:: Source information ::

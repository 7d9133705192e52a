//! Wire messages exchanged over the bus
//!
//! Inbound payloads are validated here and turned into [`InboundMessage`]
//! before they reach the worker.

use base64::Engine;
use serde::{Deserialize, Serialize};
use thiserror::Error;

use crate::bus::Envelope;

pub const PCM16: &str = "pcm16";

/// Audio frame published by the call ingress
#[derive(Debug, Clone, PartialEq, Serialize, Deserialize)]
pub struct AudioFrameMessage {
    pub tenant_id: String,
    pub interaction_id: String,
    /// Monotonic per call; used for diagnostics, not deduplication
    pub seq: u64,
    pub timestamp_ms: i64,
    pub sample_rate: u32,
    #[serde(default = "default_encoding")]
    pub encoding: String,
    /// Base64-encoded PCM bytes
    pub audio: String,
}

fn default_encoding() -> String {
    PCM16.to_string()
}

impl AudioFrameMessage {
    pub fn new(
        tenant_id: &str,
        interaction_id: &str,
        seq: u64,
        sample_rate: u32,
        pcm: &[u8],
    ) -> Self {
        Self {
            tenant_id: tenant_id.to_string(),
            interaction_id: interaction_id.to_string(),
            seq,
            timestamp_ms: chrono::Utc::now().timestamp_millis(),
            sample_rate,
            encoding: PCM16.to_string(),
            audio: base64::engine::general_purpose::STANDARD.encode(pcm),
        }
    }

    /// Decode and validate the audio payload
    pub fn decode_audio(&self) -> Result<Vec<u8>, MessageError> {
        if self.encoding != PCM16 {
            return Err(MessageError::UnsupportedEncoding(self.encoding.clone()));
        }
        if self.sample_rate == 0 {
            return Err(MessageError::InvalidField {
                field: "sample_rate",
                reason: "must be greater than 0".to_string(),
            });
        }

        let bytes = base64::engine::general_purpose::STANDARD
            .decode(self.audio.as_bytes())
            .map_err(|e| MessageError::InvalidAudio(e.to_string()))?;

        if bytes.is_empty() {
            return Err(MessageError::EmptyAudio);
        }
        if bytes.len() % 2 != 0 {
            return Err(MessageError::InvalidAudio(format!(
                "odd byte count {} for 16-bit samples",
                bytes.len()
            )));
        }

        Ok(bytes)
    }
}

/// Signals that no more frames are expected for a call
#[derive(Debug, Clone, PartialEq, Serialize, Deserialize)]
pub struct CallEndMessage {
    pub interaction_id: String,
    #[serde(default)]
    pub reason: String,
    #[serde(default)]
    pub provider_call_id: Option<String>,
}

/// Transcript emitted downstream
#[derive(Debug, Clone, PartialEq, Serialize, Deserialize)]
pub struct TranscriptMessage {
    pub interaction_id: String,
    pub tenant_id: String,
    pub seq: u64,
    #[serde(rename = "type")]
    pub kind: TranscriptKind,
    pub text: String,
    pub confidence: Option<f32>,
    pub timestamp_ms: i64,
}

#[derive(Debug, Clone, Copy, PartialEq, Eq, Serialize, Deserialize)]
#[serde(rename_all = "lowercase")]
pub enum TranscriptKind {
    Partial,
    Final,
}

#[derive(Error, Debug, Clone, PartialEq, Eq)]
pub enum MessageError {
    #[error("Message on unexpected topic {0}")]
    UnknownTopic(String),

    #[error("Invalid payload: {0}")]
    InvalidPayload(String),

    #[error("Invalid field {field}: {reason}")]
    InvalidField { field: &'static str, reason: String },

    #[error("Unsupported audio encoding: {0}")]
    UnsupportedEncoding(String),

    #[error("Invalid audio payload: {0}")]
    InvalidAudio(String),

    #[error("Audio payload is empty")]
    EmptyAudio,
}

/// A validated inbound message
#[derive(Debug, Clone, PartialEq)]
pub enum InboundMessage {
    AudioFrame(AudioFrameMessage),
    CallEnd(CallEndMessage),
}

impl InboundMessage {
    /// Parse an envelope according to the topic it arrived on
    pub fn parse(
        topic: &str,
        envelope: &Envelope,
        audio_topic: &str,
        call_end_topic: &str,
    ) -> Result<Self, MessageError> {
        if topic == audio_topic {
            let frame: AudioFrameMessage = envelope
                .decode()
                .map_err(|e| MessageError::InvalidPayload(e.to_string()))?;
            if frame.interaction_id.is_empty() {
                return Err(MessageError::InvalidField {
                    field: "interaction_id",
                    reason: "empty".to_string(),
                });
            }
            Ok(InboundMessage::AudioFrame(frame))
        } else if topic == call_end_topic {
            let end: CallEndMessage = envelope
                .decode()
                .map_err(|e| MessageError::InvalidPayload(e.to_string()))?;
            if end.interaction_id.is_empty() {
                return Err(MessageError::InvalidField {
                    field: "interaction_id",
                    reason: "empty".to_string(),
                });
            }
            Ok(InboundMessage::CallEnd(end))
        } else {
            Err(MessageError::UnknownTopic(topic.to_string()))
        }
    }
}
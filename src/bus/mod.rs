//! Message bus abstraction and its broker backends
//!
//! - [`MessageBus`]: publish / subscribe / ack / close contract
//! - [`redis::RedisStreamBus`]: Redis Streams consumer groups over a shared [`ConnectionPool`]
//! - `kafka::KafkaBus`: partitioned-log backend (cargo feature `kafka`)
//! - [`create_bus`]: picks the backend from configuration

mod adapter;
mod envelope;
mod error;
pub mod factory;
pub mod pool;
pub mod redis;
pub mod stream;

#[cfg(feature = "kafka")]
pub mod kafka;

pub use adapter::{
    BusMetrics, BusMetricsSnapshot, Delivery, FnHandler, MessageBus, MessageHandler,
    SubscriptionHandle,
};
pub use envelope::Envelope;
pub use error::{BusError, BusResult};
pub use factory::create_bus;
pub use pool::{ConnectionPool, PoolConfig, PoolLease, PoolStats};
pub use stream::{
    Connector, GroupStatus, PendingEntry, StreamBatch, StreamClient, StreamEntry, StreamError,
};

:::

Exercise description: Pick out the lines above that hold the string "struct" and show them.

Written response:
pub struct AudioFrameMessage {
pub struct CallEndMessage {
pub struct TranscriptMessage {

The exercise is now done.